Lent 1 C: Thankful Like an Immigrant

The readings for the First Sunday of Lent are:

Old Testament      Deuteronomy 26:1–11

Psalm                    Psalm 91:1–2, 9–16

New Testament     Romans 10:8–13

Gospel                   Luke 4:1–13

Deuteronomy is a recipe for living the life of faith. And it says, “When you have come into the land that the Lord your God is giving you, do these things:

  • Take some of the first fruit that the Lord has given you to the Temple and hand it to the priest, saying, “Yes – I’ve been blessed.”
  • When the priest takes it, make a further confession:
    • My father was a foreigner—a refugee—a wanderer–an alien in Egypt. I am of an immigrant people.
    • My father’s small, vulnerable family was blessed too. In the midst of oppression we cried out to the Lord and he used his terrible might to rescue us, and bring us here.
    • So, here I am with the first fruit of my land as an act of worship.
  • Then you, the Levites and the other aliens who have come to live with you, will celebrate God’s  goodness and God’s generosity together.

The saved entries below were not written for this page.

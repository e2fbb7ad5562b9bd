use std::time::Duration;
use tracing::debug;

use crate::{
    error::AppResult,
    models::{FederatedInstances, FederationRelation},
};

use super::{FederationClient, TtlCache};

/// 按账号实例缓存其联邦对端列表
#[derive(Debug)]
pub struct FederationStatusCache {
    cache: TtlCache<String, FederatedInstances>,
}

impl FederationStatusCache {
    pub fn new(ttl: Duration) -> Self {
        Self {
            cache: TtlCache::new("federation_status", ttl),
        }
    }

    /// 从 `client` 所在实例的视角查询与 `target_host` 的联邦关系
    pub async fn relation(
        &self,
        client: &dyn FederationClient,
        target_host: &str,
    ) -> AppResult<FederationRelation> {
        let host = client.host().to_string();
        let instances = self
            .cache
            .get_or_try_insert_with(host.clone(), || client.federated_instances())
            .await?;

        let relation = instances.relation_to(target_host);
        debug!(%host, %target_host, ?relation, "联邦关系");
        Ok(relation)
    }
}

You wouldn’t know it, but we Americans are solidly in that camp. We have “come into the land God has given,” and it’s vital that we remember how to celebrate what we have. Yet our President has given his State of the Union Address, and all we hear is how his approval ratings are way down because things are so horrible.

We should know better; and if we are going to, we had better learn from the immigrants.

We have “come into the land God has given” through immigrants. America’s greatness is the product of being a nation of immigrants. Immigrants of the past, and of today. More than any other nation on earth, the “alien blood” courses through our veins. Almost 50 million of us are immigrants—that’s over 14 percent.

And the rest of us? Unless we are native Americans our ancestors came here looking for opportunity. They were aliens who left their country where there were wars and crop failures and laws that gave the inheritance to the firstborn and not to the rest. They came here and had to sweat and bleed–scratch and save—but God was with them and prospered them.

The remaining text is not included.